しかし、ここから日本映画は斜陽期へと進む。テレビの普及である。映画会社は映画ではなく劇場にしか資本を投下せず、映画は橋本などの独立プロが作る時代だ。橋本は作家としてではなく、このあたりから経営者としての目で映画を捉え始める。
宗教法人の信者を大量動員した「人間革命」や、「八甲田山」や「八つ墓村」などの大作に関わり、どれも大ヒットを飛ばす。同じ頃角川映画テレビや小説などとタイアップして大ヒットを飛ばすのに合わせて、これらの大作もテレビで大きく宣伝されたことを覚えている。

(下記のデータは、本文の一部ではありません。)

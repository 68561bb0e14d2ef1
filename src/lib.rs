//! # s3readat
//!
//! Random-access reads of a single remote object using HTTP Range requests.
//!
//! A large object in an object store (a Parquet file, a ZIP archive, a
//! columnar index) can be consumed without downloading it in full: every
//! positional read becomes one `Range: bytes=first-last` request, clamped to
//! the end of the object.
//!
//! ## Features
//!
//! - Positional reads through the [`ReadAt`] trait, with end-of-data
//!   reported as a status rather than an error
//! - Object size resolved with at most one metadata request, or supplied
//!   up front
//! - Transparent retry in the right region when S3 answers with a region
//!   redirect
//! - Optional in-memory cache of the last fetched range, with readahead
//! - Seekable sequential reads on top of any [`ReadAt`]
//! - S3 through the AWS SDK, path-style HTTP endpoints through `reqwest`,
//!   and an in-memory backend for tests
//!
//! ## Example
//!
//! ```no_run
//! use std::sync::Arc;
//! use s3readat::{ReadAt, RangeReader, S3BackendFactory, SeekableReader, Whence};
//!
//! #[tokio::main]
//! async fn main() -> anyhow::Result<()> {
//!     let factory = S3BackendFactory::from_env(None, None).await;
//!     let reader = RangeReader::builder("my-bucket", "data/table.parquet")
//!         .factory(Arc::new(factory))
//!         .build()?;
//!
//!     // Parquet footer length and magic.
//!     let size = reader.size().await?;
//!     let mut footer = [0u8; 8];
//!     reader.read_at(size - 8, &mut footer).await?;
//!
//!     // The same through a cursor.
//!     let mut cursor = SeekableReader::new(reader);
//!     cursor.seek(-8, Whence::End).await?;
//!     let outcome = cursor.read(&mut footer).await?;
//!     assert_eq!(outcome.len, 8);
//!
//!     Ok(())
//! }
//! ```

pub mod backend;
pub mod cli;
pub mod config;
pub mod error;
pub mod io;
pub mod object;
pub mod region;

pub use backend::{
    BackendError, BackendFactory, FailedRequest, HttpBackend, HttpBackendFactory, HttpOptions,
    InMemoryBackend, InMemoryFactory, ObjectBackend, S3Backend, S3BackendFactory,
};
pub use cli::{Cli, ObjectLocation};
pub use config::ReaderBuilder;
pub use error::{Error, Result};
pub use io::{
    ByteRange, CachePolicy, CachedReader, RangeReader, ReadAt, ReadOutcome, ReadStatus,
    SeekableReader, Whence,
};
pub use object::ObjectHandle;
pub use region::{ClientMode, RegionRecovery};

橋本は経営者として「映画製作の微細企業に資本の蓄積は不要」として、映画がヒットすれば社員に還元し、次の作品はゼロから出資者を集めて製作する、という方針を貫いたらしい。これは判断が難しいところで、昨今の映画が完全に企業側の都合だけで作られる傾向にあって、もはやこの時代に日本映画は崩壊したと言わざるを得ない。
最後に、橋本が自らメガホンを取った「幻の湖」という映画で大失敗をして、橋本の晩年はあまり恵まれなかったことも事実として示される。
桶狭間の戦いを描く「鉄砲とキリスト」や「地球最後の日」といった大作を発案するが、じうれも実現することは叶わなかった。
著者である春日太一さんは、橋本作品を見つめ、橋本の著書や残された遺品などをつぶさに調べ上げ、なおかつ生前の本人へ直接インタビューした内容などを重ね合わせ、推理小説のような掘り下げ方でこの本を書いている。素晴らしい本だった。
橋本の人生を振り返り、橋本作品が「鬼に苛まれる人を描き続けて、鬼の抗う人生だった」と結んでいる。ここでいう鬼とは何か?橋本自身、病気を患い出征を逃れて療養所で過ごし、残り2年と宣告されてから奇跡的に生き延びた人生を考えると、鬼は「死」を意味するのではないか。「死」を目前にした「生きる」だけでなく、松本清張作品も含めた多くの橋本脚本で主要人物は死んでゆく。それは戦争という影を背負い、映画が斜陽期に突入する中で、多くの映画関係者の人生が常に「死」と背中合わせだったことをにじませる。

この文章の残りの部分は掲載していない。